1952 American comedy film by Chester Erskine

A Girl in Every Port is a 1952 American comedy film directed by Chester Erskine. The film stars Groucho Marx, Marie Wilson and William Bendix. It is based on the short story "They Sell Sailors Elephants" by Frederick Hazlitt Brennan.

==Plot==
Benny Linn and Tim Dunnovan are sailors assigned to the same ship. Tim spends some inheritance money that he received to purchase a racehorse named Little Aaron. Tim’s division officer disagrees with the purchase and orders Ben to help Tim return the horse to recover his money. However, Tim has already hired a team to train Little Aaron. Benny and Tim discover that Little Aaron has a history of weak ankles and cannot run very well. However, they also learn that Little Aaron has an identical twin, Little Shamrock, who has good ankles and can run fast.

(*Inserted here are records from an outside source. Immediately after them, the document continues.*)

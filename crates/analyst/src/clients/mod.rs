pub mod stockfish_online;

use async_trait::async_trait;

use crate::error::AnalysisError;

pub use stockfish_online::{StockfishOnlineClient, MAX_DEPTH, MIN_DEPTH};

/// Engine verdict for one position. Values are the service's, unreinterpreted:
/// the score sign and units are whatever the engine reported.
#[derive(Debug, Clone, PartialEq)]
pub struct AnalysisResult {
    pub best_move: String,
    pub evaluation: Option<f64>,
    /// Mate in N when the engine found one.
    pub mate: Option<i32>,
    pub continuation: Option<String>,
}

/// Anything that can turn a FEN string and search depth into a best move.
#[async_trait]
pub trait PositionAnalyzer: Send + Sync {
    async fn analyze(&self, notation: &str, depth: u32) -> Result<AnalysisResult, AnalysisError>;
}
//! Board-state extraction: rendered board markup to FEN candidates.

pub use shakmaty::{Color, Piece, Role};

pub mod error;
pub mod fen;
pub mod grid;
pub mod markup;
pub mod turn;

pub use error::ExtractError;
pub use fen::{compose_notation, PLACEHOLDER_FIELDS};
pub use grid::{decode_board, BoardGrid, DecodedBoard};
pub use markup::SquareToken;
pub use turn::{read_side_to_move, resolve_candidates, Candidate};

Ben and Tim scheme to switch the horses and make money in a race. They find themselves trying to juggle the expectations of their division officer, the former owner of Little Aaron, a carhop named Miss Jane, some local mobsters and their fellow sailors, who all want a piece of the action.

==Cast==
- Groucho Marx as Benjamin Franklin "Benny" Linn
- Marie Wilson as Jane Sweet
- William Bendix as Timothy Aloysius "Tim" Dunnovan
- Don DeFore as Bert Sedgwick
- Gene Lockhart as Doc Garvey
- Dee Hartford as Millicent Temple
- Hanley Stafford as Fleet Admiral Temple
- Teddy Hart as High Life
- Percy Helton as Drive-In Manager
- George E. Stone as Skeezer

==Reception==
In a contemporary review for The New York Times, critic A. H. Weiler wrote: "The parlay of Groucho Marx, Marie Wilson, William Bendix, to say nothing of a horse-racing mix-up, the United States Navy and sabotage should have paid off in plenty of laughs. But 'A Girl in Every Port' ... brimming with these ingredients, is merely an involved mélange of obvious antics and gags, only one or two of which are likely to generate chuckles."

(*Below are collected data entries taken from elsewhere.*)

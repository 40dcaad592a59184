//! Trigger control state machine.
//!
//! ```text
//!   Idle/Success --trigger--> Analyzing --reset timer--> Success
//!   any          --failure--> Error     --reset timer--> Idle
//! ```
//!
//! The reset timer is visual feedback only. It fires after the configured
//! delay whether or not the analysis has finished. Display visibility is a
//! separate toggle outside this state machine.

use std::sync::Arc;
use std::time::Duration;

use board_core::{decode_board, resolve_candidates, Candidate};
use tokio::task::JoinHandle;
use tracing::{debug, error, info};

use crate::clients::PositionAnalyzer;
use crate::error::TriggerError;
use crate::host::HostDocument;
use crate::orchestrator::{AnalysisOrchestrator, OrchestrationOutcome};
use crate::ui::{TriggerState, UiContext};

#[derive(Debug, Clone, Copy, PartialEq, Eq)]
pub struct KeyBindings {
    pub trigger: char,
    pub toggle_display: char,
}

impl Default for KeyBindings {
    fn default() -> Self {
        Self {
            trigger: 'z',
            toggle_display: 'a',
        }
    }
}

/// Handles of one started activation.
pub struct Activation {
    pub id: u64,
    pub candidates: usize,
    /// The detached analysis run. Dropping this handle does not cancel it.
    pub analysis: JoinHandle<OrchestrationOutcome>,
    pub reset: JoinHandle<()>,
}

pub enum KeyAction {
    Triggered(Result<Activation, TriggerError>),
    DisplayToggled { visible: bool },
    Ignored,
}

pub struct TriggerController<D: ?Sized, A: ?Sized> {
    document: Arc<D>,
    orchestrator: Arc<AnalysisOrchestrator<A>>,
    ui: UiContext,
    reset_delay: Duration,
    bindings: KeyBindings,
}

impl<D, A> TriggerController<D, A>
where
    D: HostDocument + ?Sized,
    A: PositionAnalyzer + ?Sized + 'static,
{
    pub fn new(
        document: Arc<D>,
        orchestrator: Arc<AnalysisOrchestrator<A>>,
        ui: UiContext,
        reset_delay: Duration,
    ) -> Self {
        Self {
            document,
            orchestrator,
            ui,
            reset_delay,
            bindings: KeyBindings::default(),
        }
    }

    pub fn with_bindings(mut self, bindings: KeyBindings) -> Self {
        self.bindings = bindings;
        self
    }

    pub fn ui(&self) -> &UiContext {
        &self.ui
    }

    /// Dispatch a key press. Bindings are case-insensitive.
    pub fn handle_key(&self, key: char) -> KeyAction {
        if key.eq_ignore_ascii_case(&self.bindings.trigger) {
            KeyAction::Triggered(self.trigger())
        } else if key.eq_ignore_ascii_case(&self.bindings.toggle_display) {
            let visible = self.ui.toggle_display();
            debug!(visible, "Toggled result display");
            KeyAction::DisplayToggled { visible }
        } else {
            KeyAction::Ignored
        }
    }

    /// Start an activation: extract the board, spawn the analysis run and
    /// the reset timer. Must be called inside a Tokio runtime.
    pub fn trigger(&self) -> Result<Activation, TriggerError> {
        match self.prepare() {
            Ok(candidates) => {
                let id = self.ui.begin_activation(TriggerState::Analyzing);
                let count = candidates.len();
                info!(activation = id, candidates = count, "Analyzing position");

                let orchestrator = Arc::clone(&self.orchestrator);
                let analysis = tokio::spawn(async move { orchestrator.run(candidates).await });
                let reset = self.spawn_reset(id, TriggerState::Success);

                Ok(Activation {
                    id,
                    candidates: count,
                    analysis,
                    reset,
                })
            }
            Err(e) => {
                error!(error = %e, "Failed to start analysis");
                let id = self.ui.begin_activation(TriggerState::Error);
                self.spawn_reset(id, TriggerState::Idle);
                Err(e)
            }
        }
    }

    fn prepare(&self) -> Result<Vec<Candidate>, TriggerError> {
        let markup = self
            .document
            .board_markup()
            .ok_or(TriggerError::BoardNotFound)?;
        let board = decode_board(&markup)?;
        debug!(placement = %board.placement, "Extracted placement");

        let indicator = self.document.turn_indicator();
        Ok(resolve_candidates(&board.placement, indicator.as_deref()))
    }

    fn spawn_reset(&self, activation: u64, state: TriggerState) -> JoinHandle<()> {
        let ui = self.ui.clone();
        let delay = self.reset_delay;
        tokio::spawn(async move {
            tokio::time::sleep(delay).await;
            if !ui.settle_activation(activation, state) {
                debug!(activation, "Reset timer superseded by a newer activation");
            }
        })
    }
}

Critic Mae Tinée of the Chicago Tribune wrote: "It is not customary to worry about plots in such films, but no one seems to have given this one even a passing thought. It's a sloppy hodge-podge about a couple of gobs and a couple of horses, with a lot of tired complications tossed in here and there. Strictly second-rate stuff."